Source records

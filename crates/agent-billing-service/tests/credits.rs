//! Customer, balance and consumption integration tests.

mod common;

use axum::http::{HeaderName, HeaderValue, StatusCode};
use common::{api_key_header_name, api_key_header_value, TestHarness};
use serde_json::json;

// ============================================================================
// Authentication
// ============================================================================

#[tokio::test]
async fn missing_api_key_is_unauthorized() {
    let harness = TestHarness::new();

    let response = harness.server.get(&harness.user_path("balance")).await;

    response.assert_status_unauthorized();
}

#[tokio::test]
async fn wrong_api_key_is_unauthorized() {
    let harness = TestHarness::new();

    let response = harness
        .server
        .get(&harness.user_path("balance"))
        .add_header(
            HeaderName::from_static("x-api-key"),
            HeaderValue::from_static("not-the-key"),
        )
        .await;

    response.assert_status_unauthorized();
    let body: serde_json::Value = response.json();
    assert_eq!(body["error"]["code"], "unauthorized");
}

// ============================================================================
// Customers and balance
// ============================================================================

#[tokio::test]
async fn ensure_customer_is_idempotent() {
    let harness = TestHarness::new();

    let first = harness.customer_id().await;
    let second = harness.customer_id().await;

    assert_eq!(first, second);
    assert_eq!(harness.provider.customer_count().await, 1);
}

#[tokio::test]
async fn new_customer_has_zero_balance() {
    let harness = TestHarness::new();

    let response = harness
        .server
        .get(&harness.user_path("balance"))
        .add_header(api_key_header_name(), api_key_header_value())
        .await;

    response.assert_status_ok();
    let body: serde_json::Value = response.json();
    assert_eq!(body["balance_cents"], 0);
    assert_eq!(body["available_credits_cents"], 0);
    assert_eq!(body["available_formatted"], "$0.00");
}

#[tokio::test]
async fn invalid_user_id_is_bad_request() {
    let harness = TestHarness::new();

    let response = harness
        .server
        .get("/v1/users/bad'id/balance")
        .add_header(api_key_header_name(), api_key_header_value())
        .await;

    response.assert_status(StatusCode::BAD_REQUEST);
}

// ============================================================================
// Initial credits
// ============================================================================

#[tokio::test]
async fn initial_credits_granted_once() {
    let harness = TestHarness::new();

    let first = harness
        .server
        .post(&harness.user_path("initial-credits"))
        .add_header(api_key_header_name(), api_key_header_value())
        .await;
    first.assert_status_ok();
    let body: serde_json::Value = first.json();
    assert_eq!(body["applied"], true);
    assert_eq!(body["available_credits_cents"], 500);

    let second = harness
        .server
        .post(&harness.user_path("initial-credits"))
        .add_header(api_key_header_name(), api_key_header_value())
        .await;
    second.assert_status_ok();
    let body: serde_json::Value = second.json();
    assert_eq!(body["applied"], false);

    let balance: serde_json::Value = harness
        .server
        .get(&harness.user_path("balance"))
        .add_header(api_key_header_name(), api_key_header_value())
        .await
        .json();
    assert_eq!(balance["available_credits_cents"], 500);
    assert_eq!(balance["balance_cents"], -500);
}

// ============================================================================
// Consumption
// ============================================================================

#[tokio::test]
async fn consume_reduces_balance() {
    let harness = TestHarness::new();
    harness
        .server
        .post(&harness.user_path("initial-credits"))
        .add_header(api_key_header_name(), api_key_header_value())
        .await
        .assert_status_ok();

    let response = harness
        .server
        .post(&harness.user_path("consume"))
        .add_header(api_key_header_name(), api_key_header_value())
        .json(&json!({ "amount_cents": 42, "interaction_id": "msg_1" }))
        .await;

    response.assert_status_ok();
    let body: serde_json::Value = response.json();
    assert_eq!(body["applied"], true);
    assert_eq!(body["available_credits_cents"], 458);
}

#[tokio::test]
async fn consume_is_deduplicated_by_interaction_id() {
    let harness = TestHarness::new();

    for _ in 0..2 {
        harness
            .server
            .post(&harness.user_path("consume"))
            .add_header(api_key_header_name(), api_key_header_value())
            .json(&json!({ "amount_cents": 10, "interaction_id": "msg_dup" }))
            .await
            .assert_status_ok();
    }

    let customer_id = harness.customer_id().await;
    assert_eq!(harness.provider.transactions(&customer_id).await.len(), 1);
}

#[tokio::test]
async fn consume_rejects_zero_amount() {
    let harness = TestHarness::new();

    let response = harness
        .server
        .post(&harness.user_path("consume"))
        .add_header(api_key_header_name(), api_key_header_value())
        .json(&json!({ "amount_cents": 0 }))
        .await;

    response.assert_status(StatusCode::BAD_REQUEST);
    let body: serde_json::Value = response.json();
    assert_eq!(body["error"]["code"], "bad_request");
}

#[tokio::test]
async fn consume_rejects_amount_above_stripe_maximum() {
    let harness = TestHarness::new();

    for _ in 0..2 {
        let response = harness
            .server
            .post(&harness.user_path("consume"))
            .add_header(api_key_header_name(), api_key_header_value())
            .json(&json!({ "amount_cents": i64::MAX }))
            .await;
        response.assert_status(StatusCode::BAD_REQUEST);
    }

    let customer_id = harness.customer_id().await;
    assert!(harness.provider.transactions(&customer_id).await.is_empty());
}

#[tokio::test]
async fn check_reports_sufficiency() {
    let harness = TestHarness::new();
    harness
        .server
        .post(&harness.user_path("initial-credits"))
        .add_header(api_key_header_name(), api_key_header_value())
        .await
        .assert_status_ok();

    let enough: serde_json::Value = harness
        .server
        .post(&harness.user_path("check"))
        .add_header(api_key_header_name(), api_key_header_value())
        .json(&json!({ "required_cents": 100 }))
        .await
        .json();
    assert_eq!(enough["sufficient"], true);

    let short: serde_json::Value = harness
        .server
        .post(&harness.user_path("check"))
        .add_header(api_key_header_name(), api_key_header_value())
        .json(&json!({ "required_cents": 10_000 }))
        .await
        .json();
    assert_eq!(short["sufficient"], false);
    assert_eq!(short["available_credits_cents"], 500);
}

// ============================================================================
// Transactions
// ============================================================================

#[tokio::test]
async fn transactions_listed_newest_first() {
    let harness = TestHarness::new();
    harness
        .server
        .post(&harness.user_path("initial-credits"))
        .add_header(api_key_header_name(), api_key_header_value())
        .await
        .assert_status_ok();
    harness
        .server
        .post(&harness.user_path("consume"))
        .add_header(api_key_header_name(), api_key_header_value())
        .json(&json!({ "amount_cents": 25 }))
        .await
        .assert_status_ok();

    let response = harness
        .server
        .get(&harness.user_path("transactions"))
        .add_query_param("limit", 10)
        .add_header(api_key_header_name(), api_key_header_value())
        .await;

    response.assert_status_ok();
    let body: serde_json::Value = response.json();
    let txs = body["transactions"].as_array().unwrap();
    assert_eq!(txs.len(), 2);
    assert_eq!(txs[0]["credits_delta_cents"], -25);
    assert_eq!(txs[0]["available_after_cents"], 475);
    assert_eq!(txs[1]["event_type"], "initial_credits");
}

// ============================================================================
// Outages
// ============================================================================

#[tokio::test]
async fn provider_outage_is_service_unavailable() {
    let harness = TestHarness::new();
    harness.provider.set_available(false);

    let response = harness
        .server
        .get(&harness.user_path("balance"))
        .add_header(api_key_header_name(), api_key_header_value())
        .await;

    response.assert_status(StatusCode::SERVICE_UNAVAILABLE);
}

#[tokio::test]
async fn plans_are_listed() {
    let harness = TestHarness::new();

    let response = harness
        .server
        .get("/v1/plans")
        .add_header(api_key_header_name(), api_key_header_value())
        .await;

    response.assert_status_ok();
    let body: serde_json::Value = response.json();
    let ids: Vec<&str> = body["plans"]
        .as_array()
        .unwrap()
        .iter()
        .filter_map(|p| p["id"].as_str())
        .collect();
    assert_eq!(ids, vec!["standard", "pro"]);
    assert_eq!(body["initial_credits_cents"], 500);
}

YOUR ASSIGNMENT — Filter the entries above down to the lines containing the word "error".

RESULT OF THE TASK —
    assert_eq!(body["error"]["code"], "unauthorized");
    assert_eq!(body["error"]["code"], "bad_request");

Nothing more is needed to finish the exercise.